Ask Debbie Johnson, who manages Austin Gives, a program that recruits and recognizes local businesses that give back. Though the program is less than two years old, it already has almost 200 members, many of which stepped up their giving to be a part of the program.
Many of these businesses will be recognized at the annual Austin Gives luncheon on January 7, 2014. Recognition is an essential part of the program, but the event is also about sharing ideas and inspiration local businesses can take back to their workplace.
For a growing number of businesses, philanthropy is a no-brainer — there are too many benefits to ignore: it’s great for attracting and retaining employees, it distinguishes a brand from its competition, and it demonstrates a willingness to be a part of the community.
Before your business embarks on its own philanthropy, learn what these businesses do to make their giving programs work.
WATCH Courtney Clark talk about Austin Gives on FOX 7’s Good Day Austin this morning:
1. Understand that employees want to get hands-on.
Take eBay Inc.‘s six-month “Small Business Challenge Austin Non-Profit Edition.” For this project, eBay selects 30 of its employees with skill sets ranging from technical coding to business development to program management. Then those employees hear pitches from about 15 nonprofits, and they select the 5-6 they want to work with.
The brilliant part of this program – what makes it succeed — is that eBay dedicates 10 percent of each employee’s time over the course of the program to working with their nonprofit partner. eBay pays them to volunteer.
For six months, eBay employees were able to help with problems such as revamping a website, taking pages mobile, growing volunteer bases, and helping staff make the most of their existing software.
The program is just one of the ways eBay supports its employees’ charitable work. It also matches monetary and volunteer donations and gives grants through its foundation.
2. Technology can build a bridge between a business and a population in-need.
Southside Flying Pizza learned that when it makes a special accommodation for one group, it can result in an increase in business overall. In 2009, it wasn’t sure people were ready to order pizza online or buy smart phone. But it also recognized that neighbors from the Texas School for the Deaf were having difficulties ordering by phone.

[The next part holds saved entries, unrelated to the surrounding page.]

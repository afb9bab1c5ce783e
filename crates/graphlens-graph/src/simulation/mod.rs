//! Tick-driven force layout over the nodes of a [`GraphModel`].

mod forces;
mod quadtree;

use crate::{GraphModel, Vec2};
use forces::{
    ChargeParams, CollisionParams, Link, accumulate_charge_for_node, accumulate_collision_pairs,
    apply_centering, apply_links,
};
use quadtree::QuadNode;
use serde::{Deserialize, Serialize};
use std::collections::HashMap;

const COLLIDE_STRENGTH: f32 = 1.0;
/// Alpha decays from its start to `alpha_min` over this many ticks.
const DECAY_TICKS: f32 = 300.0;

#[derive(Debug, Clone, PartialEq, Serialize, Deserialize)]
#[serde(default)]
pub struct SimulationSettings {
    pub charge_strength: f32,
    pub link_distance: f32,
    pub collide_margin: f32,
    pub center_strength: f32,
    pub velocity_decay: f32,
    pub alpha: f32,
    pub alpha_min: f32,
    pub alpha_target: f32,
    pub drag_alpha: f32,
    pub drag_alpha_target: f32,
    pub precompute_ticks: usize,
    pub ticks_per_render: usize,
    pub barnes_hut_theta: f32,
}

impl Default for SimulationSettings {
    fn default() -> Self {
        Self {
            charge_strength: -400.0,
            link_distance: 45.0,
            collide_margin: 25.0,
            center_strength: 0.03,
            velocity_decay: 0.4,
            alpha: 1.0,
            alpha_min: 0.05,
            alpha_target: 0.0,
            drag_alpha: 0.8,
            drag_alpha_target: 0.09,
            precompute_ticks: 300,
            ticks_per_render: 10,
            barnes_hut_theta: 0.9,
        }
    }
}

impl SimulationSettings {
    pub fn alpha_decay(&self) -> f32 {
        1.0 - self.alpha_min.powf(1.0 / DECAY_TICKS)
    }
}

/// Physics solver moving node positions toward equilibrium.
///
/// `alpha` cools toward `alpha_target` on every step. The simulation counts as
/// running while alpha stays above `alpha_min`; dragging raises the target so
/// the layout stays live until the drag ends.
#[derive(Debug)]
pub struct ForceSimulation {
    settings: SimulationSettings,
    alpha: f32,
    alpha_target: f32,
    stopped: bool,
    links: Vec<Link>,
    links_revision: Option<u64>,
}

impl ForceSimulation {
    pub fn new(settings: SimulationSettings) -> Self {
        let alpha = settings.alpha;
        let alpha_target = settings.alpha_target;
        Self {
            settings,
            alpha,
            alpha_target,
            stopped: false,
            links: Vec::new(),
            links_revision: None,
        }
    }

    pub fn settings(&self) -> &SimulationSettings {
        &self.settings
    }

    pub fn alpha(&self) -> f32 {
        self.alpha
    }

    pub fn is_running(&self) -> bool {
        !self.stopped && self.alpha >= self.settings.alpha_min
    }

    /// Give every unplaced node a starting position.
    ///
    /// Children of an expanded node go on a ring around their parent. Anything
    /// else is spread over a circle whose radius grows with the node count.
    pub fn seed_positions(&self, model: &mut GraphModel) -> usize {
        let count = model.node_count();
        let circle_radius = count as f32 * self.settings.link_distance / std::f32::consts::TAU;
        let mut seeds = Vec::new();

        for (index, node) in model.nodes().iter().enumerate() {
            if node.position.is_some() {
                continue;
            }

            let around_parent = model.expansion_parent(node.id()).and_then(|parent_id| {
                let parent = model.find_node(parent_id)?;
                let centre = parent.position?;
                let siblings = model.expanded_children(parent_id);
                let slot = siblings.iter().position(|id| id == node.id())?;
                let angle = 360.0 * slot as f32 / siblings.len() as f32;
                let reach = parent.radius + node.radius + 2.0 * self.settings.link_distance;
                Some(centre + Vec2::from_angle(angle) * reach)
            });

            let position = around_parent.unwrap_or_else(|| {
                let theta = std::f32::consts::TAU * index as f32 / count as f32;
                Vec2::new(circle_radius * theta.sin(), circle_radius * theta.cos())
            });
            seeds.push((index, position));
        }

        let seeded = seeds.len();
        let nodes = model.nodes_mut();
        for (index, position) in seeds {
            nodes[index].position = Some(position);
        }
        if seeded > 0 {
            tracing::debug!("Seeded {} node positions", seeded);
        }
        seeded
    }

    /// Settle a freshly loaded graph without rendering.
    pub fn precompute(&mut self, model: &mut GraphModel) {
        self.restart();
        let mut ticks = 0;
        while ticks < self.settings.precompute_ticks && self.is_running() {
            self.step(model);
            ticks += 1;
        }
        tracing::debug!(
            "Precomputed {} ticks for {} nodes, alpha {:.3}",
            ticks,
            model.node_count(),
            self.alpha
        );
    }

    /// Reheat to the starting alpha and resume.
    pub fn restart(&mut self) {
        self.alpha = self.settings.alpha;
        self.stopped = false;
    }

    pub fn stop(&mut self) {
        self.stopped = true;
    }

    pub fn drag_started(&mut self) {
        self.alpha_target = self.settings.drag_alpha_target;
        self.alpha = self.alpha.max(self.settings.drag_alpha);
        self.stopped = false;
    }

    pub fn drag_ended(&mut self) {
        self.alpha_target = self.settings.alpha_target;
    }

    /// Run one batch of `ticks_per_render` steps. Returns true when the caller
    /// should render.
    pub fn tick(&mut self, model: &mut GraphModel) -> bool {
        if !self.is_running() {
            return false;
        }
        for _ in 0..self.settings.ticks_per_render.max(1) {
            if !self.step(model) {
                break;
            }
        }
        true
    }

    /// Advance the physics by a single step. Returns whether the simulation is
    /// still running afterwards.
    pub fn step(&mut self, model: &mut GraphModel) -> bool {
        if model.node_count() == 0 {
            return false;
        }

        self.seed_positions(model);
        self.refresh_links(model);

        self.alpha += (self.alpha_target - self.alpha) * self.settings.alpha_decay();
        let alpha = self.alpha;

        let positions: Vec<Vec2> = model
            .nodes()
            .iter()
            .map(|node| node.position.unwrap_or(Vec2::ZERO))
            .collect();
        let mut velocities: Vec<Vec2> = model.nodes().iter().map(|node| node.velocity).collect();
        let radii: Vec<f32> = model
            .nodes()
            .iter()
            .map(|node| node.radius + self.settings.collide_margin)
            .collect();

        for link in &mut self.links {
            link.distance = model.nodes()[link.source].radius
                + model.nodes()[link.target].radius
                + 2.0 * self.settings.link_distance;
        }
        apply_links(&self.links, &positions, &mut velocities, alpha);

        if let Some(tree) = QuadNode::build(&positions) {
            let params = ChargeParams {
                strength: self.settings.charge_strength,
                theta: self.settings.barnes_hut_theta,
                alpha,
            };
            for (index, velocity) in velocities.iter_mut().enumerate() {
                accumulate_charge_for_node(&tree, index, &positions, params, velocity);
            }
        }

        let predicted: Vec<Vec2> = positions
            .iter()
            .zip(&velocities)
            .map(|(position, velocity)| *position + *velocity)
            .collect();
        if let Some(tree) = QuadNode::build(&predicted) {
            let max_radius = radii.iter().copied().fold(0.0_f32, f32::max);
            let reach = max_radius * 2.0;
            let params = CollisionParams {
                strength: COLLIDE_STRENGTH,
                max_reach_sq: reach * reach,
            };
            accumulate_collision_pairs(
                &tree,
                &tree,
                true,
                &predicted,
                &radii,
                params,
                &mut velocities,
            );
        }

        apply_centering(
            &positions,
            &mut velocities,
            self.settings.center_strength,
            alpha,
        );

        let keep = 1.0 - self.settings.velocity_decay;
        for ((node, position), velocity) in model
            .nodes_mut()
            .iter_mut()
            .zip(positions)
            .zip(velocities)
        {
            if let Some(pinned) = node.pinned {
                node.position = Some(pinned);
                node.velocity = Vec2::ZERO;
                continue;
            }
            let velocity = velocity * keep;
            if !velocity.is_finite() {
                tracing::warn!("Dropping non-finite velocity for node {}", node.id());
                node.velocity = Vec2::ZERO;
                continue;
            }
            node.velocity = velocity;
            node.position = Some(position + velocity);
        }

        self.is_running()
    }

    fn refresh_links(&mut self, model: &GraphModel) {
        if self.links_revision == Some(model.revision()) {
            return;
        }

        let mut endpoints = Vec::new();
        let mut degree: HashMap<usize, f32> = HashMap::new();
        for rel in model.relationships() {
            if rel.is_loop() {
                continue;
            }
            let (Some(source), Some(target)) =
                (model.node_index(&rel.source), model.node_index(&rel.target))
            else {
                continue;
            };
            *degree.entry(source).or_default() += 1.0;
            *degree.entry(target).or_default() += 1.0;
            endpoints.push((source, target));
        }

        self.links = endpoints
            .into_iter()
            .map(|(source, target)| {
                let source_degree = degree[&source];
                let target_degree = degree[&target];
                Link {
                    source,
                    target,
                    distance: 2.0 * self.settings.link_distance,
                    strength: 1.0 / source_degree.min(target_degree),
                    bias: source_degree / (source_degree + target_degree),
                }
            })
            .collect();
        self.links_revision = Some(model.revision());
    }
}

impl Default for ForceSimulation {
    fn default() -> Self {
        Self::new(SimulationSettings::default())
    }
}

So Southside reached out to a software company, which donated the initial software. And from there they decided to give a percentage of all online/smart phone sales to The Texas School for the Deaf.

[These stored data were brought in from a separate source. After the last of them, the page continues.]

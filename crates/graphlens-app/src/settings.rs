use graphlens_core::GraphError;
use graphlens_graph::SimulationSettings;
use serde::{Deserialize, Serialize};
use std::path::{Path, PathBuf};
use std::time::Duration;

#[derive(Debug, Clone, PartialEq, Serialize, Deserialize)]
#[serde(default)]
pub struct VisualizationSettings {
    /// Nodes taken from a freshly loaded result.
    pub initial_node_display: usize,
    /// Neighbours requested per expansion.
    pub max_neighbours: usize,
    pub auto_complete_relationships: bool,
    pub wheel_zoom_requires_modifier: bool,
    pub hover_debounce_ms: u64,
    pub double_click_ms: u64,
    pub drag_tolerance_px: f32,
    pub zoom_min: f32,
    pub zoom_max: f32,
    pub zoom_step: f32,
    /// Below this zoom scale nodes are drawn without captions.
    pub minify_zoom_threshold: f32,
    pub simulation: SimulationSettings,
}

impl Default for VisualizationSettings {
    fn default() -> Self {
        Self {
            initial_node_display: 300,
            max_neighbours: 100,
            auto_complete_relationships: true,
            wheel_zoom_requires_modifier: false,
            hover_debounce_ms: 40,
            double_click_ms: 250,
            drag_tolerance_px: 3.0,
            zoom_min: 0.1,
            zoom_max: 2.0,
            zoom_step: 1.3,
            minify_zoom_threshold: 0.5,
            simulation: SimulationSettings::default(),
        }
    }
}

impl VisualizationSettings {
    /// `<config dir>/graphlens/settings.json`, when the platform has a config dir.
    pub fn default_path() -> Option<PathBuf> {
        dirs::config_dir().map(|dir| dir.join("graphlens").join("settings.json"))
    }

    /// Settings from the default location, or defaults when missing or unreadable.
    pub fn load() -> Self {
        let Some(path) = Self::default_path() else {
            tracing::info!("No config directory, using default settings");
            return Self::default();
        };
        if !path.exists() {
            tracing::info!("Settings file not found, using defaults");
            return Self::default();
        }
        match Self::load_from(&path) {
            Ok(settings) => {
                tracing::info!("Settings loaded from {:?}", path);
                settings
            }
            Err(e) => {
                tracing::error!("Failed to load settings from {:?}: {}", path, e);
                Self::default()
            }
        }
    }

    pub fn load_from(path: &Path) -> Result<Self, GraphError> {
        let content = std::fs::read_to_string(path)?;
        Ok(serde_json::from_str(&content)?)
    }

    pub fn save_to(&self, path: &Path) -> Result<(), GraphError> {
        if let Some(parent) = path.parent()
            && !parent.as_os_str().is_empty()
        {
            std::fs::create_dir_all(parent)?;
        }
        let content = serde_json::to_string_pretty(self)?;
        std::fs::write(path, content)?;
        Ok(())
    }

    pub fn save(&self) {
        let Some(path) = Self::default_path() else {
            tracing::warn!("No config directory, settings not saved");
            return;
        };
        if let Err(e) = self.save_to(&path) {
            tracing::error!("Failed to save settings to {:?}: {}", path, e);
        }
    }

    pub fn hover_debounce(&self) -> Duration {
        Duration::from_millis(self.hover_debounce_ms)
    }

    pub fn double_click_window(&self) -> Duration {
        Duration::from_millis(self.double_click_ms)
    }
}

#[cfg(test)]
mod tests {
    use super::*;

    #[test]
    fn test_save_then_load_preserves_changes() {
        let dir = tempfile::tempdir().unwrap();
        let path = dir.path().join("nested").join("settings.json");

        let mut settings = VisualizationSettings::default();
        settings.max_neighbours = 25;
        settings.wheel_zoom_requires_modifier = true;
        settings.simulation.precompute_ticks = 50;
        settings.save_to(&path).unwrap();

        let loaded = VisualizationSettings::load_from(&path).unwrap();
        assert_eq!(loaded, settings);
    }

    #[test]
    fn test_partial_file_fills_defaults() {
        let dir = tempfile::tempdir().unwrap();
        let path = dir.path().join("settings.json");
        std::fs::write(&path, r#"{"initial_node_display": 5, "simulation": {"alpha_min": 0.1}}"#)
            .unwrap();

        let loaded = VisualizationSettings::load_from(&path).unwrap();
        assert_eq!(loaded.initial_node_display, 5);
        assert_eq!(loaded.max_neighbours, 100);
        assert_eq!(loaded.simulation.alpha_min, 0.1);
        assert_eq!(loaded.simulation.link_distance, 45.0);
    }

    #[test]
    fn test_malformed_file_is_an_error() {
        let dir = tempfile::tempdir().unwrap();
        let path = dir.path().join("settings.json");
        std::fs::write(&path, "{ not json").unwrap();
        assert!(matches!(
            VisualizationSettings::load_from(&path),
            Err(GraphError::InvalidDocument(_))
        ));
        assert!(matches!(
            VisualizationSettings::load_from(&dir.path().join("missing.json")),
            Err(GraphError::Io(_))
        ));
    }
}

“Over time, and especially with the advent of smart phones, the percentage of online sales has grown significantly,” says Art Goldstein, CEO of Southside, “and we have needed to adjust our commitments to manage the total cost. We are proud that we are giving much more than we had initially predicted.”
Today, Southside gives 5% of all Internet sales to the School for the Deaf.
“One could ask if this was a ‘one off’ situation. After all, how many times will technology find this sort of niche?,” says Goldstein. “Our response is that all of us our surrounded by valuable niche opportunities every day. We just need to keep our eyes and ears open”
3. Don’t wait to be asked for help.
At The Advisory Board Company, a global research, technology and consulting firm, they’ve created a program that focuses primarily on deploying its experts to work with a local nonprofit, specifically taking advantage of its skill sets in healthcare and education.
These opportunities didn’t just fall into ABC’s lap; rather ABC went after them, tirelessly seeking a nonprofit that would best use what ABC could offer.
For example, its tech team created an analytical framework for People’s Community Clinic that will help them make better decisions regarding day-to-day operations and long-term strategy. Its HR team developed a growth plan with Breakthrough Austin as they expand into additional schools and areas, which included identifying new funding leads.
It also deploys volunteers for its “Saturday Service” events, its weekly Meals on Wheels run, a monthly activity at Ronald McDonald House and more. But ABC also backs up its volunteerism with monetary and in-kind contributions. This year they held a golf tournament organized by our staff that raised thousands of dollars for Operation Homefront, and a 5K Charity Challenge that raised over $1000 for Austin Children’s Shelter. It also provides Community Impact Grants and product donations like computers to organizations or individuals in need.
“Overall,” says Graham McLaughlin, director of community impact, “the Austin office has volunteered almost 5000 hours this year, about a quarter of that being skills-based or board service, and have contributed almost $250K in monetary and volunteer impact to the local community.”